The dollar was sharply lower, while gold, traditionally a haven in
times of crisis, soared.
Financial officials across Asia pledged to provide support for banks
and other financial institutions stricken by the aftermath of the
attacks in New York and Washington.
In Japan, Asia's largest market, the benchmark 225-issue Nikkei Stock
Average plunged beneath the key 10,000-point mark for the first time
in 17 years as traders dumped shares. The Nikkei closed down 682.85
points, or 6.63 per cent, at 9,610.10.
"Investors are worried about the extent of the damage from the
attacks and their impact - we don't even know when stock trading will
resume in New York," said Hidenori Kawasaki, equity department
director at Kokusai Securities in Tokyo.
European markets, which sank late Tuesday after the attack, were mixed
in early trading. Some traders were encouraged by comments by European
Central Bank President Wim Duisenberg emphasing determination to
support regional banks and markets.
In Frankfurt, the Xetra DAX index of German blue chips rose by 2.3 per
cent to 4,369.66 points in early trading. The FTSE 100 index of
British blue chip shares gained 0.97 and the Paris Stock Exchange's
CAC 40 index slipped 0.13 per cent.
Gloom dominated in Asia, where markets have already taken a beating
from the global economic slowdown.
Hong Kong's blue-chip Hang Seng index plunged as much as 12 per cent
from Tuesday's close to its lowest level in two and a half years. It
closed down 923.74 points, or 8.9 per cent, at 9,493.62. On Tuesday
the Hang Seng had edged higher to 10,417.36, snapping a four-day
losing streak.
The US dollar was trading at 119.38 yen on the Tokyo foreign exchange
market at 5 pm (0800 GMT) Wednesday, down 2.34 yen from late Tuesday
and level with its late New York level Tuesday.

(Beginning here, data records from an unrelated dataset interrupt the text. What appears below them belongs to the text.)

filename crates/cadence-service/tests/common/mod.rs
#![allow(dead_code)]

use std::sync::Arc;

use jiff::Timestamp;
use jiff::civil::{Date, time};
use jiff::tz::TimeZone;
use uuid::Uuid;

use cadence_backend::backend::Backend;
use cadence_backend::memory::MemoryBackend;
use cadence_core::models::assignment::{AssignmentType, FrequencyType, NewAssignment};
use cadence_core::models::completion::{Answer, AnswerValue};
use cadence_core::models::questionnaire::{AnswerOption, Question, QuestionType, Questionnaire};
use cadence_service::scheduler::Scheduler;

pub fn ts(s: &str) -> Timestamp {
    s.parse().expect("valid timestamp")
}

pub fn scheduler() -> (Arc<MemoryBackend>, Scheduler) {
    let backend = Arc::new(MemoryBackend::new());
    let shared: Arc<dyn Backend> = backend.clone();
    (backend, Scheduler::new(shared, TimeZone::UTC))
}

/// Two scored items and a free-text note.
pub fn wellbeing(id: Uuid) -> Questionnaire {
    let options: Vec<AnswerOption> = ["Never", "Sometimes", "Often", "Always"]
        .iter()
        .enumerate()
        .map(|(score, label)| AnswerOption {
            label: label.to_string(),
            score: score as i32,
        })
        .collect();

    Questionnaire {
        id,
        title: "Weekly wellbeing".to_string(),
        icon: None,
        questions: vec![
            Question {
                id: "sleep".to_string(),
                text: "I slept badly".to_string(),
                question_type: QuestionType::Likert,
                options: options.clone(),
            },
            Question {
                id: "worry".to_string(),
                text: "I worried a lot".to_string(),
                question_type: QuestionType::Frequency,
                options,
            },
            Question {
                id: "notes".to_string(),
                text: "Anything else?".to_string(),
                question_type: QuestionType::OpenText,
                options: Vec::new(),
            },
        ],
        created_at: ts("2025-01-01T00:00:00Z"),
    }
}

pub fn valid_answers() -> Vec<Answer> {
    vec![
        Answer {
            question_id: "sleep".to_string(),
            value: AnswerValue::Score(2),
        },
        Answer {
            question_id: "worry".to_string(),
            value: AnswerValue::Score(1),
        },
        Answer {
            question_id: "notes".to_string(),
            value: AnswerValue::Text("busy week".to_string()),
        },
    ]
}

pub fn daily(frequency_count: u32, min_hours_between: u32, start: Date, end: Date) -> NewAssignment {
    NewAssignment {
        patient_id: Uuid::new_v4(),
        psychologist_id: None,
        questionnaire_id: Uuid::new_v4(),
        start_date: start,
        end_date: end,
        frequency_type: FrequencyType::Daily,
        frequency_count,
        window_start: time(9, 0, 0, 0),
        window_end: time(21, 0, 0, 0),
        deadline_hours: 2,
        min_hours_between,
        assignment_type: AssignmentType::Recurring,
    }
}

pub fn immediate(start: Date, end: Date) -> NewAssignment {
    NewAssignment {
        assignment_type: AssignmentType::Immediate,
        ..daily(1, 0, start, end)
    }
}
//! cadence-backend
//!
//! The scheduler's view of the REST backend: the `Backend` trait, an HTTP
//! implementation, an in-memory implementation, the session context, and the
//! cancellable poll task used for periodic refetching.

pub mod backend;
pub mod error;
pub mod http;
pub mod memory;
pub mod poll;
pub mod session;
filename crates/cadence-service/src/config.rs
//! Service configuration from `CADENCE_*` environment variables.
//!
//! | variable                       | default        |
//! |--------------------------------|----------------|
//! | `CADENCE_LISTEN_ADDR`          | `0.0.0.0:8080` |
//! | `CADENCE_BACKEND`              | `memory`       |
//! | `CADENCE_BACKEND_URL`          | required for `http` |
//! | `CADENCE_BACKEND_EMAIL`        | none           |
//! | `CADENCE_BACKEND_PASSWORD`     | none           |
//! | `CADENCE_SESSION_FILE`         | `<config dir>/cadence/session.json` |
//! | `CADENCE_SWEEP_INTERVAL_SECS`  | `300`          |
//! | `CADENCE_TIME_ZONE`            | `UTC`          |
//! | `CADENCE_JWT_SECRET`           | required       |
//! | `CADENCE_HTTP_TIMEOUT_SECS`    | `30`           |

use std::net::SocketAddr;
use std::path::PathBuf;
use std::time::Duration;

use jiff::tz::TimeZone;
use thiserror::Error;

#[derive(Debug, Error)]
pub enum ConfigError {
    #[error("{var} is required")]
    Missing { var: &'static str },

    #[error("invalid {var}: {reason}")]
    Invalid { var: &'static str, reason: String },
}

#[derive(Debug, Clone, PartialEq, Eq)]
pub struct Credentials {
    pub email: String,
    pub password: String,
}

#[derive(Debug, Clone)]
pub enum BackendKind {
    Memory,
    Http {
        base_url: String,
        /// Used to sign in when no stored session is found.
        credentials: Option<Credentials>,
        session_file: Option<PathBuf>,
    },
}

#[derive(Debug, Clone)]
pub struct ServiceConfig {
    pub listen_addr: SocketAddr,
    pub backend: BackendKind,
    pub sweep_interval: Duration,
    pub time_zone: TimeZone,
    pub jwt_secret: String,
    pub http_timeout: Duration,
}

impl ServiceConfig {
    pub fn from_env() -> Result<Self, ConfigError> {
        Self::from_lookup(|var| std::env::var(var).ok())
    }

    /// Build the configuration from any variable source. Empty values count
    /// as unset.
    pub fn from_lookup<F>(lookup: F) -> Result<Self, ConfigError>
    where
        F: Fn(&str) -> Option<String>,
    {
        let get = |var: &str| lookup(var).filter(|v| !v.trim().is_empty());

        let listen_addr = match get("CADENCE_LISTEN_ADDR") {
            Some(raw) => raw.parse().map_err(|e| ConfigError::Invalid {
                var: "CADENCE_LISTEN_ADDR",
                reason: format!("{raw}: {e}"),
            })?,
            None => SocketAddr::from(([0, 0, 0, 0], 8080)),
        };

        let backend = match get("CADENCE_BACKEND").as_deref().map(str::to_lowercase).as_deref() {
            None | Some("memory") => BackendKind::Memory,
            Some("http") => {
                let base_url = get("CADENCE_BACKEND_URL").ok_or(ConfigError::Missing {
                    var: "CADENCE_BACKEND_URL",
                })?;
                if !base_url.starts_with("http://") && !base_url.starts_with("https://") {
                    return Err(ConfigError::Invalid {
                        var: "CADENCE_BACKEND_URL",
                        reason: format!("{base_url} is not an http(s) URL"),
                    });
                }
                let credentials = match (get("CADENCE_BACKEND_EMAIL"), get("CADENCE_BACKEND_PASSWORD")) {
                    (Some(email), Some(password)) => Some(Credentials { email, password }),
                    (None, None) => None,
                    (Some(_), None) => {
                        return Err(ConfigError::Missing {
                            var: "CADENCE_BACKEND_PASSWORD",
                        });
                    }
                    (None, Some(_)) => {
                        return Err(ConfigError::Missing {
                            var: "CADENCE_BACKEND_EMAIL",
                        });
                    }
                };
                BackendKind::Http {
                    base_url,
                    credentials,
                    session_file: get("CADENCE_SESSION_FILE").map(PathBuf::from),
                }
            }
            Some(other) => {
                return Err(ConfigError::Invalid {
                    var: "CADENCE_BACKEND",
                    reason: format!("expected memory or http, got {other}"),
                });
            }
        };

        let sweep_interval = seconds(get("CADENCE_SWEEP_INTERVAL_SECS"), "CADENCE_SWEEP_INTERVAL_SECS", 300)?;
        let http_timeout = seconds(get("CADENCE_HTTP_TIMEOUT_SECS"), "CADENCE_HTTP_TIMEOUT_SECS", 30)?;

        let time_zone = match get("CADENCE_TIME_ZONE") {
            Some(name) => TimeZone::get(&name).map_err(|e| ConfigError::Invalid {
                var: "CADENCE_TIME_ZONE",
                reason: e.to_string(),
            })?,
            None => TimeZone::UTC,
        };

        let jwt_secret = get("CADENCE_JWT_SECRET").ok_or(ConfigError::Missing {
            var: "CADENCE_JWT_SECRET",
        })?;

        Ok(Self {
            listen_addr,
            backend,
            sweep_interval,
            time_zone,
            jwt_secret,
            http_timeout,
        })
    }
}

fn seconds(raw: Option<String>, var: &'static str, default: u64) -> Result<Duration, ConfigError> {
    let Some(raw) = raw else {
        return Ok(Duration::from_secs(default));
    };
    match raw.trim().parse::<u64>() {
        Ok(0) => Err(ConfigError::Invalid {
            var,
            reason: "must be greater than zero".to_string(),
        }),
        Ok(secs) => Ok(Duration::from_secs(secs)),
        Err(e) => Err(ConfigError::Invalid {
            var,
            reason: format!("{raw}: {e}"),
        }),
    }
}
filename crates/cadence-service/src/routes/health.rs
use axum::Json;
use serde_json::{Value, json};

pub async fn health_check() -> Json<Value> {
    Json(json!({ "status": "ok" }))
}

In Hong Kong, gold surged more than $14 early in the day. It closed at
$279.50 an ounce on Wednesday, up $7.95 from Tuesday's close of
271.55.
No segment of the globe appeared immune from financial turmoil: South
Africa's stock exchange, Africa's largest, opened 6 per cent lower.
Bargain hunting and strength in shares of gold producers help bring it
back to just 3.4 per cent below its Tuesday close later in the
morning.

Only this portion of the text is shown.